Restrict the output to the lines below starting at the one that contains "if let Some(ref" and ending at the one that contains "credits separately (equal", and restate them word for word, both ends included.
[[ Study material, beginning ]]
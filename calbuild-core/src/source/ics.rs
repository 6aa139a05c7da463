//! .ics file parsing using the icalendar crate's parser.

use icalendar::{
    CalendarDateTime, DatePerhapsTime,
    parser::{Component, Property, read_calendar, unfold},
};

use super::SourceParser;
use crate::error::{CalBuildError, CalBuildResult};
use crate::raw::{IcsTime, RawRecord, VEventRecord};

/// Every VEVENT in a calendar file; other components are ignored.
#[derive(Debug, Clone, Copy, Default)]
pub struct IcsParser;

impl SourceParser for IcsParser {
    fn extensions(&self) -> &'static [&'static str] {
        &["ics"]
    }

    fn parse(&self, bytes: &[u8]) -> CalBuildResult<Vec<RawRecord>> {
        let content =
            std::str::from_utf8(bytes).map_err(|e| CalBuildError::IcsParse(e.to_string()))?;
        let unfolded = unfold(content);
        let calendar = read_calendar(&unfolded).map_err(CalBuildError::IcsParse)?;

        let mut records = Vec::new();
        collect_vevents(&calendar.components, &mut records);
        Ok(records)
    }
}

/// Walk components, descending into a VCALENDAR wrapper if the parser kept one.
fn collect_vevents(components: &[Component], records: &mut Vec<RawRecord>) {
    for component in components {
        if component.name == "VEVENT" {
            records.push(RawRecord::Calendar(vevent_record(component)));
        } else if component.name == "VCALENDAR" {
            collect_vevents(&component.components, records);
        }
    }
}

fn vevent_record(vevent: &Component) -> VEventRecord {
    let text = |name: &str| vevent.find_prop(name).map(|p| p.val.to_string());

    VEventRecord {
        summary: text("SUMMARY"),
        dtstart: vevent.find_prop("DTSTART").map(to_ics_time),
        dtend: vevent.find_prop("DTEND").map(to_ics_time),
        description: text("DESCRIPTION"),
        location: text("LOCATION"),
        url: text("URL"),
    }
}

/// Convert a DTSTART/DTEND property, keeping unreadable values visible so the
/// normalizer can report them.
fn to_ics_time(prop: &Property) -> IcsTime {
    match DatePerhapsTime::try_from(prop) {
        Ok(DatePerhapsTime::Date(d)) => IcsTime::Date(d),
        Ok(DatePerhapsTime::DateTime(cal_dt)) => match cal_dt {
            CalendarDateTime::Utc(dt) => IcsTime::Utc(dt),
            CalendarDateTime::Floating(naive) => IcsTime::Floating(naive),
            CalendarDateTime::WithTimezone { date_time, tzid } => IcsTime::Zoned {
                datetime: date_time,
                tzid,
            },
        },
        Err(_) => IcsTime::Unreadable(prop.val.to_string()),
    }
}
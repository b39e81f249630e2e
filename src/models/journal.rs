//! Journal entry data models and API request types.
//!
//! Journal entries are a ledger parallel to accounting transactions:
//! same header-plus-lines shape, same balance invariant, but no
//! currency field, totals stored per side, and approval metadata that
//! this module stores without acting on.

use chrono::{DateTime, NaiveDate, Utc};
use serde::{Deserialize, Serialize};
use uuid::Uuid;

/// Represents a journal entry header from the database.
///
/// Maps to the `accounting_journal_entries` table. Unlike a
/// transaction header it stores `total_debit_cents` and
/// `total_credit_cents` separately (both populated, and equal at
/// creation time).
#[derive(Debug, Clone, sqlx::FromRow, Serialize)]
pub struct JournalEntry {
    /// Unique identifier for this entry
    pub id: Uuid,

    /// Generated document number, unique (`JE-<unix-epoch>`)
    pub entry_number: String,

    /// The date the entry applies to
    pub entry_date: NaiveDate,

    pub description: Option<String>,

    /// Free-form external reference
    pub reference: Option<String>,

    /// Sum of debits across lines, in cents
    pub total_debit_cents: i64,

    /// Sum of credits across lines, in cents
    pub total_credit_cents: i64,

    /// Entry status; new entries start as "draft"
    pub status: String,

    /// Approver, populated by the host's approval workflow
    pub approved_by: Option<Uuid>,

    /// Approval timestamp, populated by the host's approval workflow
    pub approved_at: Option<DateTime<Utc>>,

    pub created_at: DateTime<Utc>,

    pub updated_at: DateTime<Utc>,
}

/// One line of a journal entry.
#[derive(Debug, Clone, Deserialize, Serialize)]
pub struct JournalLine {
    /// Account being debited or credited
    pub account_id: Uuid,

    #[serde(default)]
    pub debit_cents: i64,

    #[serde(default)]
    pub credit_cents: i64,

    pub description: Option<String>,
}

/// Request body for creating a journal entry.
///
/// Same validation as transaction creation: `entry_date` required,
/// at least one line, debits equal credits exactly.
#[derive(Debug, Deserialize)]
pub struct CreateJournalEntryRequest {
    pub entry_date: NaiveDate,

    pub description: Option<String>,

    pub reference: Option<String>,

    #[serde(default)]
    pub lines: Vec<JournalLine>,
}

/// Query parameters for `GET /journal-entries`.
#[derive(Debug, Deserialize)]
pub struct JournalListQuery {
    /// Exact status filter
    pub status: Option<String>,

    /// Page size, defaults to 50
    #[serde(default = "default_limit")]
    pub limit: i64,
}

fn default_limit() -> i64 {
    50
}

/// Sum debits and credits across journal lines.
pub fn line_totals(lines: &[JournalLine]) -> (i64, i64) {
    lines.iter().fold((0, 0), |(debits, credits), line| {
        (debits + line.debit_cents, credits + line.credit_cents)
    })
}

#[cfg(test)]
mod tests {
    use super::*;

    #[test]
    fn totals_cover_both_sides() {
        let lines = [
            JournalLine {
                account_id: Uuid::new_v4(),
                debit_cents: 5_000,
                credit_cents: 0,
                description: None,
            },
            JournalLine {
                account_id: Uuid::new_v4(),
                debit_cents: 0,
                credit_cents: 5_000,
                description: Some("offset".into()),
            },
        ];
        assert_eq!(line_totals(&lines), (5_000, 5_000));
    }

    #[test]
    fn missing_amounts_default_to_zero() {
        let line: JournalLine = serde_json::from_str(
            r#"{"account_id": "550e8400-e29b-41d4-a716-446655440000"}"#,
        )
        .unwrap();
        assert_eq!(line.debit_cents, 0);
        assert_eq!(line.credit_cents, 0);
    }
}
[[ Study material, end ]]
[[ Study material, beginning ]]
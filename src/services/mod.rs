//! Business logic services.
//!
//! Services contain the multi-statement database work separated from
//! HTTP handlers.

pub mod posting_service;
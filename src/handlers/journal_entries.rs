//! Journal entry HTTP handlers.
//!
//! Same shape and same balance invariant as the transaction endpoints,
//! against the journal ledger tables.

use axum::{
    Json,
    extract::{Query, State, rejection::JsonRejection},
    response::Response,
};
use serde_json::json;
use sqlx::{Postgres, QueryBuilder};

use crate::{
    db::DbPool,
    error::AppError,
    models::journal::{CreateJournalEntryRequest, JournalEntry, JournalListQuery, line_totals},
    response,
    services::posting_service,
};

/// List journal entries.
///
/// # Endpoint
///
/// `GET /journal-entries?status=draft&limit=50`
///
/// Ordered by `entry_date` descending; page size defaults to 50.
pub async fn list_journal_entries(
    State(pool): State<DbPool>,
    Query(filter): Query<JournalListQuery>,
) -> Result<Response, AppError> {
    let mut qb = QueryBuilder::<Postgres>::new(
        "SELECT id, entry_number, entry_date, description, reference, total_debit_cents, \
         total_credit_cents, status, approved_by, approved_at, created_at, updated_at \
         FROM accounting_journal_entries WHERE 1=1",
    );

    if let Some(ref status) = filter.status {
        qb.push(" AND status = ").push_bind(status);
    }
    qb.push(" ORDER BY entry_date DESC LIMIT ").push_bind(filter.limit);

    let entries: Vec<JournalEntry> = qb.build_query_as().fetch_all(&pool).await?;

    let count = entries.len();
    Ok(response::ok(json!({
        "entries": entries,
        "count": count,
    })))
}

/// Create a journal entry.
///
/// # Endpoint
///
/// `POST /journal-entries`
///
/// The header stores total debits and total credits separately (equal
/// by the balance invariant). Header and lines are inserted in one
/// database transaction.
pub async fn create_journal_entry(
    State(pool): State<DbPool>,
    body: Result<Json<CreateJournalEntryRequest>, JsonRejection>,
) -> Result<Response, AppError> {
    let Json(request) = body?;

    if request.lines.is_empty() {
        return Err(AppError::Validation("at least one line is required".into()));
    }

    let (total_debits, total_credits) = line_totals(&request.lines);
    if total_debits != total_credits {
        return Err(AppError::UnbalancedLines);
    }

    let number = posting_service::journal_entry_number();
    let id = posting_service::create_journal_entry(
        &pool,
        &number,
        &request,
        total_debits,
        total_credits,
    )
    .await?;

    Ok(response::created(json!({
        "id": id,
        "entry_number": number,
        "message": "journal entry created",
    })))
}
[[ Study material, end ]]
Task output -
    if let Some(ref status) = filter.status {
        qb.push(" AND status = ").push_bind(status);
    }
    qb.push(" ORDER BY entry_date DESC LIMIT ").push_bind(filter.limit);

    let entries: Vec<JournalEntry> = qb.build_query_as().fetch_all(&pool).await?;

    let count = entries.len();
    Ok(response::ok(json!({
        "entries": entries,
        "count": count,
    })))
}

/// Create a journal entry.
///
/// # Endpoint
///
/// `POST /journal-entries`
///
/// The header stores total debits and total credits separately (equal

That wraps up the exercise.